--- START ---
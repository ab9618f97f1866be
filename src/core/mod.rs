//! Core domain types for the game
//!
//! Words, categories and the round state machine. Nothing here performs I/O,
//! so every type can be tested on its own.

mod category;
mod round;
mod word;

pub use category::{CATEGORIES, Category, DEFAULT_CATEGORY};
pub use round::{Outcome, Round, RoundStatus};
pub use word::{Word, WordError, is_hebrew_letter};

/// Number of letters in every word
pub const WORD_LENGTH: usize = 4;

/// Number of guesses allowed per round
pub const MAX_ROWS: usize = 6;
//! Word list loading utilities
//!
//! Parses the `{category: [word, ...]}` JSON document the game reads its
//! words from.

use super::WordRepository;
use std::collections::BTreeMap;
use std::fs;
use std::io;
use std::path::{Path, PathBuf};
use thiserror::Error;

/// Why a word source could not be turned into a usable repository
#[derive(Debug, Error)]
pub enum LoadError {
    #[error("cannot read word list {path}")]
    Io {
        path: PathBuf,
        #[source]
        source: io::Error,
    },

    #[error("word list is not a JSON object of category -> word array")]
    Malformed(#[from] serde_json::Error),

    #[error("category '{0}' has no playable words")]
    MissingCategory(String),
}

/// Parse a word repository from JSON text
///
/// # Errors
///
/// Returns `LoadError::Malformed` if the text is not an object mapping
/// category names to arrays of strings.
///
/// # Examples
/// ```
/// use hebrew_wordle::wordlists::loader::from_json;
///
/// let words = from_json(r#"{"animals": ["דגים"]}"#).unwrap();
/// assert_eq!(words.words("animals").len(), 1);
/// ```
pub fn from_json(text: &str) -> Result<WordRepository, LoadError> {
    let lists: BTreeMap<String, Vec<String>> = serde_json::from_str(text)?;
    Ok(WordRepository::from_lists(lists))
}

/// Load a word repository from a JSON file
///
/// # Errors
///
/// Returns `LoadError::Io` if the file cannot be read and
/// `LoadError::Malformed` if its contents have the wrong shape.
pub fn load_from_file<P: AsRef<Path>>(path: P) -> Result<WordRepository, LoadError> {
    let path = path.as_ref();
    let content = fs::read_to_string(path).map_err(|source| LoadError::Io {
        path: path.to_path_buf(),
        source,
    })?;

    let repository = from_json(&content)?;
    tracing::info!(
        path = %path.display(),
        categories = repository.categories().len(),
        "loaded word lists"
    );
    Ok(repository)
}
--- END ---
> WHAT IS BEING ASKED
Within the material above, find every line containing the word "PathBuf" and copy it.

> EXERCISE SOLUTION
use std::path::{Path, PathBuf};
        path: PathBuf,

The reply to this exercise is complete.